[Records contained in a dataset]
== Segment start ==
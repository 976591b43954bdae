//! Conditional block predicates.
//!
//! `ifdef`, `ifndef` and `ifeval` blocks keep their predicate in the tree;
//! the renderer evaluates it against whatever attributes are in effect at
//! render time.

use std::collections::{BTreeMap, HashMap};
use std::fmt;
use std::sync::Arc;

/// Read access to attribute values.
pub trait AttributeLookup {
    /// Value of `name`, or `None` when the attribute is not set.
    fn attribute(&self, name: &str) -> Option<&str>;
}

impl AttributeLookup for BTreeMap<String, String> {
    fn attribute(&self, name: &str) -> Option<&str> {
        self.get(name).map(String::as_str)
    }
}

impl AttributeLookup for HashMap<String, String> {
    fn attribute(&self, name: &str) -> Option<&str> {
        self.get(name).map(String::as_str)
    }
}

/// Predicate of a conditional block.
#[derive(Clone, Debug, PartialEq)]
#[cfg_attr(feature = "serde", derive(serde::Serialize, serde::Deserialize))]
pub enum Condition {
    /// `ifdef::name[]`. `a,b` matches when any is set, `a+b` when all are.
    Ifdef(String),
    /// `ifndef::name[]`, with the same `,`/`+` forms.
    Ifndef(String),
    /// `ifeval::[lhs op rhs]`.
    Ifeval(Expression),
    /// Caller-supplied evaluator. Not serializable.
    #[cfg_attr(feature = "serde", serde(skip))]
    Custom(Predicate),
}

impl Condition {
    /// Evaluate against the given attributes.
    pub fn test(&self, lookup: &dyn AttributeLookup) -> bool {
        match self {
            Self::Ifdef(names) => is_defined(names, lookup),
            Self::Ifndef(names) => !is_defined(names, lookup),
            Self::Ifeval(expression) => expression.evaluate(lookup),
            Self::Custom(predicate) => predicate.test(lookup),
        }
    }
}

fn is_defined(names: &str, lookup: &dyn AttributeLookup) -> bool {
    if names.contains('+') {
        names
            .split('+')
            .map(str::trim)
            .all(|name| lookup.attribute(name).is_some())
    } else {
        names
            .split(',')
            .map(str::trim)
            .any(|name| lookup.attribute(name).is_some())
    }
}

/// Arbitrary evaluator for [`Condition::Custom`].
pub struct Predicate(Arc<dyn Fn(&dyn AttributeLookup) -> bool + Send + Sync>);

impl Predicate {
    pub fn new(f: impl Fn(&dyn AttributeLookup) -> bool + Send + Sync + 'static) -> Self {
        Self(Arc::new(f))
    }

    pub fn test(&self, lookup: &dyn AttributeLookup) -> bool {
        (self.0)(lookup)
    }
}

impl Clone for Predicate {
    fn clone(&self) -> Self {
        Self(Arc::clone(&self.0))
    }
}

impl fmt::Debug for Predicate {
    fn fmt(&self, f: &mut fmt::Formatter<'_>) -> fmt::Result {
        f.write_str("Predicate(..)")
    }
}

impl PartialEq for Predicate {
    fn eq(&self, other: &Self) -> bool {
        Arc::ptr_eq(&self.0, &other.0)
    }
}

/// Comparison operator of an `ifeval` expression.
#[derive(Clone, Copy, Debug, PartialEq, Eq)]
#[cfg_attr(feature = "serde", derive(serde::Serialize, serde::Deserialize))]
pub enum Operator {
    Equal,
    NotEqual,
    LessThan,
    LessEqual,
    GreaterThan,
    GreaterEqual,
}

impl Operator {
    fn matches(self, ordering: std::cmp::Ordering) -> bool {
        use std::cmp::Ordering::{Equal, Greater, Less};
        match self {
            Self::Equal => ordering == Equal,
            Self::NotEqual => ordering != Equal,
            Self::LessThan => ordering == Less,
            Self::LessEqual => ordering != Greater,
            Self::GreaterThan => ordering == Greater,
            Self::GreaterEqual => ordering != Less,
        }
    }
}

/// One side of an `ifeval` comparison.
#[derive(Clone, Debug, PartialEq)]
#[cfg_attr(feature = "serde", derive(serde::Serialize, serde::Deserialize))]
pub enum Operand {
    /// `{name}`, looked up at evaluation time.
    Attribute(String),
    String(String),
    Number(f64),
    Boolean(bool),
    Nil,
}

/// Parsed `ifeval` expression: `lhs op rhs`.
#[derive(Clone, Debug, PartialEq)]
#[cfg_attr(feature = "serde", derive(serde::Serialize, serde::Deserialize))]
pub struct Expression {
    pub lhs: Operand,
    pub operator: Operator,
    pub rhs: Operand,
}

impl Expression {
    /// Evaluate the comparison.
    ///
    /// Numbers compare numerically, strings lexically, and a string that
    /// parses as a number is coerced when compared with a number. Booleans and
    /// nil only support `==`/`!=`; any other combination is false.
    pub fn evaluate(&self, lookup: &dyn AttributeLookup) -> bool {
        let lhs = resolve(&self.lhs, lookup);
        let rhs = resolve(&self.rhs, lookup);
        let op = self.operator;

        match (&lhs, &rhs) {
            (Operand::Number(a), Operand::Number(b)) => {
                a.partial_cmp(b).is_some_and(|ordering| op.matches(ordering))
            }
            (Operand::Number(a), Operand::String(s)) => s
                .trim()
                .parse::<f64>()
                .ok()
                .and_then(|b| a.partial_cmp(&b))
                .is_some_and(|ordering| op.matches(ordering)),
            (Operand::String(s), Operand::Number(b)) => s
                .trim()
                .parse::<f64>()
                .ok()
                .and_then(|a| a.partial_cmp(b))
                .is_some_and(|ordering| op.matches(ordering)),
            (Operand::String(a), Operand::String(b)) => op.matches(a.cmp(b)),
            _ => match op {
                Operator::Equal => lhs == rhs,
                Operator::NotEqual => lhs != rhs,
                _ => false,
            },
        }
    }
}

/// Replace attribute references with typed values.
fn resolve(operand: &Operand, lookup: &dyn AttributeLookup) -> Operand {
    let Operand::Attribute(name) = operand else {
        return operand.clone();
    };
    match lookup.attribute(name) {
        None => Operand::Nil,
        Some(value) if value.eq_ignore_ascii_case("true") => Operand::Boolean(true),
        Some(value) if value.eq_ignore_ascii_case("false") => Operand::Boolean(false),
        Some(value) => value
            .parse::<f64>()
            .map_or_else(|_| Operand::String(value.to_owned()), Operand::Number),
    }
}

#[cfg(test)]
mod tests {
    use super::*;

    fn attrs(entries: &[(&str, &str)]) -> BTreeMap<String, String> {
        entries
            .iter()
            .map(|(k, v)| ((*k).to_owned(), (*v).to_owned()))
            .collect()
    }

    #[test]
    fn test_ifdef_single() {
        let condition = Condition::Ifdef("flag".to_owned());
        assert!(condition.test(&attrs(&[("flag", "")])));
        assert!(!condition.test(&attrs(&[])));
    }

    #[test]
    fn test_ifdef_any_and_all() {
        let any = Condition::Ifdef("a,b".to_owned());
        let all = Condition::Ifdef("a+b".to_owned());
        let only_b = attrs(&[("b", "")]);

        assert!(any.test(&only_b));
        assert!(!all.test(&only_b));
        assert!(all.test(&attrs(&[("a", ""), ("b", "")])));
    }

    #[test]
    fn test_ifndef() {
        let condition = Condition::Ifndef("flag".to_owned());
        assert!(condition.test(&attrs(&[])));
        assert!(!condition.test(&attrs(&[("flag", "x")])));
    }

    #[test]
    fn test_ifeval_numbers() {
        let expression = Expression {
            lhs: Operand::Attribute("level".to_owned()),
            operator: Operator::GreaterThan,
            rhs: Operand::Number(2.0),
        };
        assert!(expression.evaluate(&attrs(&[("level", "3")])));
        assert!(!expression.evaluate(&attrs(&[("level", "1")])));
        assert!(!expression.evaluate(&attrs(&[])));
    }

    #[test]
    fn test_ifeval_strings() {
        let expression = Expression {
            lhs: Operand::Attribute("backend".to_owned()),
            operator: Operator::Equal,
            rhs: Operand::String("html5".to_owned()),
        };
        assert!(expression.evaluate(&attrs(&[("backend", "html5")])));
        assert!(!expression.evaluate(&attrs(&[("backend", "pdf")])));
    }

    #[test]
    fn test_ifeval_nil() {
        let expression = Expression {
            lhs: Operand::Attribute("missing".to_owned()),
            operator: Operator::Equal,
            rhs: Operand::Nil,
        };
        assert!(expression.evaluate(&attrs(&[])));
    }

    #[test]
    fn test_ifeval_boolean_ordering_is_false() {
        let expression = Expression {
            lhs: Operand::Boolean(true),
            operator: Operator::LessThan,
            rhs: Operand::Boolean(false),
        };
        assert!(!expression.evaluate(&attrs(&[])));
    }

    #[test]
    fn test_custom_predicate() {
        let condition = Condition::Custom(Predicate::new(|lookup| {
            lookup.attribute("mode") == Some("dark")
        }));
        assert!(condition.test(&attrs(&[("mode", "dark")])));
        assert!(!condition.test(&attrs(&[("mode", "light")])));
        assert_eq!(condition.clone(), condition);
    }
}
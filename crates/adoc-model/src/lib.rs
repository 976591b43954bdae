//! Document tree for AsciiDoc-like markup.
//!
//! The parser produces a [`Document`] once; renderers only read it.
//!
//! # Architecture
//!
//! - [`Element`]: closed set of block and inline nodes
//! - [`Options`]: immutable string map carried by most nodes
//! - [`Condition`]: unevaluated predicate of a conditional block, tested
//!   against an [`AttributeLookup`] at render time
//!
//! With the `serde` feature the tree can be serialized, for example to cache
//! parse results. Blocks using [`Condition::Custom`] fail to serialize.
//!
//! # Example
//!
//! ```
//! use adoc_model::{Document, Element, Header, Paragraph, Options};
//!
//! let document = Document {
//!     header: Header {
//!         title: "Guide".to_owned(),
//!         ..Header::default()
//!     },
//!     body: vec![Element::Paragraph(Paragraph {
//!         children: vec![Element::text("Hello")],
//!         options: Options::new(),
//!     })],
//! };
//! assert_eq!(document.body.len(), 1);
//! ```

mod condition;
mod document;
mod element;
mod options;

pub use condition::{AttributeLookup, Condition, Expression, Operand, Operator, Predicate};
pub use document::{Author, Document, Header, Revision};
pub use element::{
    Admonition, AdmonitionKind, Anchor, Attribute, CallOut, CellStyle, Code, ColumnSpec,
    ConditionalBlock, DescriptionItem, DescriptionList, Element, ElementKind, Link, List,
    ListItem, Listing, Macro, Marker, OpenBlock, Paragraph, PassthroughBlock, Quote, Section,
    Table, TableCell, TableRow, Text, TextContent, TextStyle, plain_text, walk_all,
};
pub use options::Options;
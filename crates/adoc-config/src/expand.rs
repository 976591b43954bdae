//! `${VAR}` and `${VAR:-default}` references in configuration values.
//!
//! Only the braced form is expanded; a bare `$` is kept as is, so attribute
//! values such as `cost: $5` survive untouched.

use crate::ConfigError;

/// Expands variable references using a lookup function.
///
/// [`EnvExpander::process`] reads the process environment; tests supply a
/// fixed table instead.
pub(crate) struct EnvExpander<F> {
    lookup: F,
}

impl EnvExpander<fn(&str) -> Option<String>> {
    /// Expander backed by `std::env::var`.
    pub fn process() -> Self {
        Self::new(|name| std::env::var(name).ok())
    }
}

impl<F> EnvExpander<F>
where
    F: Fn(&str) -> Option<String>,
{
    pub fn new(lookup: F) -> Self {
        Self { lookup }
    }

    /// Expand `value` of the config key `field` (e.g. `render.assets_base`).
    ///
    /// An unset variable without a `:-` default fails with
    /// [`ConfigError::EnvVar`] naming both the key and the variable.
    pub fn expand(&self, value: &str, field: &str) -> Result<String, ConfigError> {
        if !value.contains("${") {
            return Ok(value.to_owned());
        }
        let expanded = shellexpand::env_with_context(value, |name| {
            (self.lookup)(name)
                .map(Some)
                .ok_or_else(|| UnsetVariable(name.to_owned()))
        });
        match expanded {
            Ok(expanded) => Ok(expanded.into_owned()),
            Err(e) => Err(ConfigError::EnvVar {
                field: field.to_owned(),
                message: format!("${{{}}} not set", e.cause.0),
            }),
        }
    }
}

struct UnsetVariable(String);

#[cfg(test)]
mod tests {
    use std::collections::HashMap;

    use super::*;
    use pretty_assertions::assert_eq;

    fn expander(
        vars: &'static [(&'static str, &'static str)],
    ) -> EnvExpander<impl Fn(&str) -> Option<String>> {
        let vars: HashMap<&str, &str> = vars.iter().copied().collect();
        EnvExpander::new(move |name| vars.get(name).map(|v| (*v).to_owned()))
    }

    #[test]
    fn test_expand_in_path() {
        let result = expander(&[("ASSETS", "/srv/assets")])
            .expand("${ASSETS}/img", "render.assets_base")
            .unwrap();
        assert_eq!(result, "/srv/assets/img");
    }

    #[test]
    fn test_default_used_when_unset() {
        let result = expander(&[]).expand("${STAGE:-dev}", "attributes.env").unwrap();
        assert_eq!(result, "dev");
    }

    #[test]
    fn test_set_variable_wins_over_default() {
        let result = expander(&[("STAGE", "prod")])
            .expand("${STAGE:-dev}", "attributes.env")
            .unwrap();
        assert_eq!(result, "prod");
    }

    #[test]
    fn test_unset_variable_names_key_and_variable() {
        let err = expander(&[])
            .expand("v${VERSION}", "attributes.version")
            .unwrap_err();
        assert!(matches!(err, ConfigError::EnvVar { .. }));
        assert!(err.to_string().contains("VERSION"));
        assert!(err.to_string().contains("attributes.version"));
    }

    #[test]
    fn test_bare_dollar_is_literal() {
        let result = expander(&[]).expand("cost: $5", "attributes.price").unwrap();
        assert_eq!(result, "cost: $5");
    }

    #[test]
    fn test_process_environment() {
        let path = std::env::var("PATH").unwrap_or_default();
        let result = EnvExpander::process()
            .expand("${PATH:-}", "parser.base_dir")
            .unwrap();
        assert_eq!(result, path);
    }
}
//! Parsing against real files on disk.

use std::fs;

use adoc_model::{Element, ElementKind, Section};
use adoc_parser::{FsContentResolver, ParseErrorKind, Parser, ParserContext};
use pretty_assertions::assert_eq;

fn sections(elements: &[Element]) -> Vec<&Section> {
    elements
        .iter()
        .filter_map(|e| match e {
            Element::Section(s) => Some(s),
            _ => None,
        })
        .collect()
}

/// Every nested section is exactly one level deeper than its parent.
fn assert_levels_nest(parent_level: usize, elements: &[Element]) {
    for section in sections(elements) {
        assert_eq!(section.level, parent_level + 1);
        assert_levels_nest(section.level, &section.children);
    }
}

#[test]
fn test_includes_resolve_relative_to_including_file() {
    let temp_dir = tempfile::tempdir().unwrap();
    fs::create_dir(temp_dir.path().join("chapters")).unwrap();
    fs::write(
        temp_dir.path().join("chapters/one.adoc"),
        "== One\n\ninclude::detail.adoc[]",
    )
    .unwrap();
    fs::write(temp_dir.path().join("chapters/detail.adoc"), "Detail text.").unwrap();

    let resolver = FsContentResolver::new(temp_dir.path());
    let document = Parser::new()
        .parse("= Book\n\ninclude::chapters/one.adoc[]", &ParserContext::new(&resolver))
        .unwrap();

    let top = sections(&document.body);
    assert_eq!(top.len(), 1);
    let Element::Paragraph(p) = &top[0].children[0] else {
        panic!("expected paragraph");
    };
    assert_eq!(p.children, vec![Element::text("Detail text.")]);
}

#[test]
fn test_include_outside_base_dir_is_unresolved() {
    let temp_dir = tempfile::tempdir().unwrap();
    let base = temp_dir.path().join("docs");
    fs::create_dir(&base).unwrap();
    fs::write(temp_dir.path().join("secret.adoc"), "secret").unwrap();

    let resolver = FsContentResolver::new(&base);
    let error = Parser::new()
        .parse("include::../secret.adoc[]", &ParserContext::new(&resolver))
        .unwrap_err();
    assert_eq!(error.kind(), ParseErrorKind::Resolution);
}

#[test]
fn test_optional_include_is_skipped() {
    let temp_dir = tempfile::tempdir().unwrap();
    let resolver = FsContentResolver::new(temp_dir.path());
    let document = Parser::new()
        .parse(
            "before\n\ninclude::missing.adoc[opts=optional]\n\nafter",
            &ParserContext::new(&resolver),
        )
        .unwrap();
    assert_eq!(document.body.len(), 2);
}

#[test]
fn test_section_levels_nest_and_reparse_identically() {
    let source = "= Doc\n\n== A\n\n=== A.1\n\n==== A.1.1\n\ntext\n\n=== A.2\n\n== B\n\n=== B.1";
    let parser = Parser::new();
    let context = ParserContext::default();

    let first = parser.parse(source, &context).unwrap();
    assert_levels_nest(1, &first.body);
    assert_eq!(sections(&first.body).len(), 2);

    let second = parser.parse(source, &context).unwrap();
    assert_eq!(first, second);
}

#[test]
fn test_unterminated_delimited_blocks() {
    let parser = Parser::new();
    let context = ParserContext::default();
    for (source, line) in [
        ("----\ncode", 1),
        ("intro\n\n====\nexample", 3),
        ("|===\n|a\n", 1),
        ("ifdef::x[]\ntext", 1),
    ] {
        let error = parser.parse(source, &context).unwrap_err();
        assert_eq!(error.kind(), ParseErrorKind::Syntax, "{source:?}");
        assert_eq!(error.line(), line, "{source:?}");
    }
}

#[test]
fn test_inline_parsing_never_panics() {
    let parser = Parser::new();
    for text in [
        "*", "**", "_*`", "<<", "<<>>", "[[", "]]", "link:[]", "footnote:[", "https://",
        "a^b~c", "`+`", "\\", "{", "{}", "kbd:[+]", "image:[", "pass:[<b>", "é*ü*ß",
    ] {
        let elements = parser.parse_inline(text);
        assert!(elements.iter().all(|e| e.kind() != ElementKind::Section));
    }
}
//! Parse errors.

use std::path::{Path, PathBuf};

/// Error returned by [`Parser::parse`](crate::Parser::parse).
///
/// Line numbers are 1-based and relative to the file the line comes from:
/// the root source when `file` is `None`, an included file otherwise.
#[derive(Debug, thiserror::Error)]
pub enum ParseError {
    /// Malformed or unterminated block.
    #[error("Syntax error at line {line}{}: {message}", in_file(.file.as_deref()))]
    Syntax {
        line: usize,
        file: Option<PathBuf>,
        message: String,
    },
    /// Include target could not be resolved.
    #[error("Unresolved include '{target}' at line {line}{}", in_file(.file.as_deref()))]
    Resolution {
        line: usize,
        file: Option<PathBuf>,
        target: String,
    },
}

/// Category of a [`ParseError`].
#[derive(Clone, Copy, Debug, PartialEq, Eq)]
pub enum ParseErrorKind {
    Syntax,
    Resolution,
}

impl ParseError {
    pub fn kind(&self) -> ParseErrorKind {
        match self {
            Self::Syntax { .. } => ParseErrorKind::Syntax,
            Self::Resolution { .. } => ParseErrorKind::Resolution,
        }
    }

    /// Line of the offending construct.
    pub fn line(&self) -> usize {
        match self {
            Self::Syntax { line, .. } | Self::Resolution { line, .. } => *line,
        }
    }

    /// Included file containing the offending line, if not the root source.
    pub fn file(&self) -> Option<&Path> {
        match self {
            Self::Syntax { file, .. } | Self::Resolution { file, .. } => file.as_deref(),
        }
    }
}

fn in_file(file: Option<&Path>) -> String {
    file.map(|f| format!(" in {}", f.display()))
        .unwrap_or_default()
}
== Segment end ==
Your task
Each line of the entries above that contains "STAGE" must be copied into the answer.

Output
        let result = expander(&[]).expand("${STAGE:-dev}", "attributes.env").unwrap();
        let result = expander(&[("STAGE", "prod")])
            .expand("${STAGE:-dev}", "attributes.env")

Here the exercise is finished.